Regarding global air-pollution data, WHO (2024) provides information on air-pollution trends and concentrations worldwide. The State of Global Air (2024) is an additional resource that provides global estimates of air-pollutant concentrations at the country and city levels. For more precise air-pollutant measurements, the Atmospheric Science Data Center (ASDC) is a NASA center that provides a wide range of publicly available atmospheric data (ASDC Science Data Center, 2024). ASDC has multiple projects and data collections available for public access, including the Tropospheric Emissions: Monitoring of Pollution instrument, a newly developed tool that provides near real-time measurements of O3, NO2, and other atmospheric composition measurements (Smithsonian Astrophysical Observatory & NASA, 2024).

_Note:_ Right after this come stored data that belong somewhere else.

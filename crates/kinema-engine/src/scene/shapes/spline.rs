use crate::animation::{ElementState, Property, Value};
use crate::coords::{Rect, Vec2};
use crate::paint::{Color, Stroke};
use crate::scene::{DrawCmd, DrawList, Element, ElementId};

use super::{fill_of, stroke_of};

/// Default curve tension for `Spline`.
pub const DEFAULT_TENSION: f32 = 0.5;

/// One segment of a path, continuing from the previous end point.
#[derive(Debug, Copy, Clone, PartialEq)]
pub enum PathSegment {
    LineTo(Vec2),
    CubicTo { c1: Vec2, c2: Vec2, to: Vec2 },
}

/// Path draw payload.
#[derive(Debug, Clone, PartialEq)]
pub struct PathCmd {
    pub start: Vec2,
    pub segments: Vec<PathSegment>,
    pub fill: Option<Color>,
    pub stroke: Option<Stroke>,
}

impl DrawList {
    /// Records a path draw command.
    #[inline]
    pub fn push_path(
        &mut self,
        start: Vec2,
        segments: Vec<PathSegment>,
        fill: Option<Color>,
        stroke: Option<Stroke>,
    ) {
        self.push(DrawCmd::Path(PathCmd { start, segments, fill, stroke }));
    }
}

/// Smooth curve through `Points`, drawn as cubic Bézier segments.
///
/// Control points are derived from each point's neighbours; `Tension` scales how
/// far they reach (0 degenerates to a poly-line).
#[derive(Debug, Clone)]
pub struct Spline {
    id: ElementId,
    state: ElementState,
}

impl Spline {
    pub fn new(points: Vec<Vec2>) -> Self {
        let state = ElementState::new()
            .with(Property::Points, points)
            .with(Property::Tension, DEFAULT_TENSION);
        Self { id: ElementId::next(), state }
    }

    pub fn stroke(self, color: Color, width: f32) -> Self {
        self.with(Property::Stroke, color).with(Property::LineWidth, width)
    }

    pub fn with(mut self, property: Property, value: impl Into<Value>) -> Self {
        self.state.set(property, value);
        self
    }

    pub fn points(&self) -> &[Vec2] {
        self.state.points(Property::Points).unwrap_or_default()
    }

    /// Builds the Bézier segments for the current points.
    pub fn segments(&self) -> Vec<PathSegment> {
        let tension = self.state.number(Property::Tension).unwrap_or(DEFAULT_TENSION);
        curve_through(self.points(), tension)
    }
}

/// Returns (incoming, outgoing) control points around `p1`.
fn control_points(p0: Vec2, p1: Vec2, p2: Vec2, tension: f32) -> (Vec2, Vec2) {
    let d1 = p0.distance(p1);
    let d2 = p1.distance(p2);
    let total = d1 + d2;
    if total <= f32::EPSILON {
        return (p1, p1);
    }

    let span = p2 - p0;
    let incoming = p1 - span * (tension * d1 / total);
    let outgoing = p1 + span * (tension * d2 / total);
    (incoming, outgoing)
}

fn curve_through(points: &[Vec2], tension: f32) -> Vec<PathSegment> {
    let n = points.len();
    if n < 2 {
        return Vec::new();
    }

    // End points are duplicated so every segment has two neighbours.
    let at = |i: usize| points[i.saturating_sub(1).min(n - 1)];

    (1..n)
        .map(|index| {
            let (p0, p1, p2, p3) = (at(index - 1), at(index), at(index + 1), at(index + 2));
            let (first_in, first_out) = control_points(p0, p1, p2, tension);
            let (second_in, second_out) = control_points(p1, p2, p3, tension);

            let c1 = if index == 1 { first_in } else { first_out };
            let c2 = if index == n - 1 { second_out } else { second_in };
            PathSegment::CubicTo { c1, c2, to: p2 }
        })
        .collect()
}

impl Element for Spline {
    fn id(&self) -> ElementId {
        self.id
    }

    fn state(&self) -> &ElementState {
        &self.state
    }

    fn state_mut(&mut self) -> &mut ElementState {
        &mut self.state
    }

    fn render(&self, surface: &mut DrawList) {
        let segments = self.segments();
        let stroke = stroke_of(&self.state);
        let fill = fill_of(&self.state);
        if segments.is_empty() || (stroke.is_none() && fill.is_none()) {
            return;
        }
        surface.push_path(self.points()[0], segments, fill, stroke);
    }

    fn bounding_box(&self) -> Rect {
        Rect::from_points(self.points().iter().copied()).unwrap_or_default()
    }
}

#[cfg(test)]
mod tests {
    use super::*;

    fn v(x: f32, y: f32) -> Vec2 {
        Vec2::new(x, y)
    }

    #[test]
    fn one_segment_per_gap_ending_on_each_point() {
        let points = vec![v(0.0, 0.0), v(10.0, 10.0), v(20.0, 0.0)];
        let segments = Spline::new(points.clone()).segments();

        assert_eq!(segments.len(), 2);
        let ends: Vec<_> = segments
            .iter()
            .map(|s| match s {
                PathSegment::CubicTo { to, .. } => *to,
                PathSegment::LineTo(to) => *to,
            })
            .collect();
        assert_eq!(ends, points[1..].to_vec());
    }

    #[test]
    fn curve_starts_and_ends_flat() {
        let segments = Spline::new(vec![v(0.0, 0.0), v(10.0, 10.0), v(20.0, 0.0)]).segments();

        // Duplicated end points collapse the outer control points onto the ends.
        assert!(matches!(segments[0], PathSegment::CubicTo { c1, .. } if c1 == v(0.0, 0.0)));
        assert!(matches!(segments[1], PathSegment::CubicTo { c2, .. } if c2 == v(20.0, 0.0)));
    }

    #[test]
    fn zero_tension_is_a_polyline() {
        let spline = Spline::new(vec![v(0.0, 0.0), v(10.0, 10.0), v(20.0, 0.0)])
            .with(Property::Tension, 0.0);
        for segment in spline.segments() {
            if let PathSegment::CubicTo { c1, c2, .. } = segment {
                assert!(c1 == v(0.0, 0.0) || c1 == v(10.0, 10.0));
                assert!(c2 == v(10.0, 10.0) || c2 == v(20.0, 0.0));
            }
        }
    }

    #[test]
    fn single_point_draws_nothing() {
        let spline = Spline::new(vec![v(1.0, 1.0)]).stroke(Color::from_premul(0.0, 0.0, 0.0, 1.0), 1.0);
        let mut list = DrawList::new();
        spline.render(&mut list);
        assert!(list.is_empty());
        assert_eq!(spline.bounding_box(), Rect::new(1.0, 1.0, 0.0, 0.0));
    }

    #[test]
    fn bounding_box_spans_points() {
        let spline = Spline::new(vec![v(5.0, 2.0), v(-1.0, 9.0), v(3.0, 4.0)]);
        assert_eq!(spline.bounding_box(), Rect::new(-1.0, 2.0, 6.0, 7.0));
    }
}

In sum, there are many publicly available data sets indexing outdoor air pollution in the United States and globally. These data can be easily accessed and combined with other data sets (e.g., psychosocial, policy, public-health data), providing exciting opportunities for multidisciplinary research. However, these tools may lack temporal and spatial precision, often providing yearly averages rather than daily or hourly estimates and data at the census tract, county, city, state, or country levels rather than residential addresses. Thus, it will be important for these tools to continue to refine their air-pollution measurements to enhance the accuracy and utility of available data.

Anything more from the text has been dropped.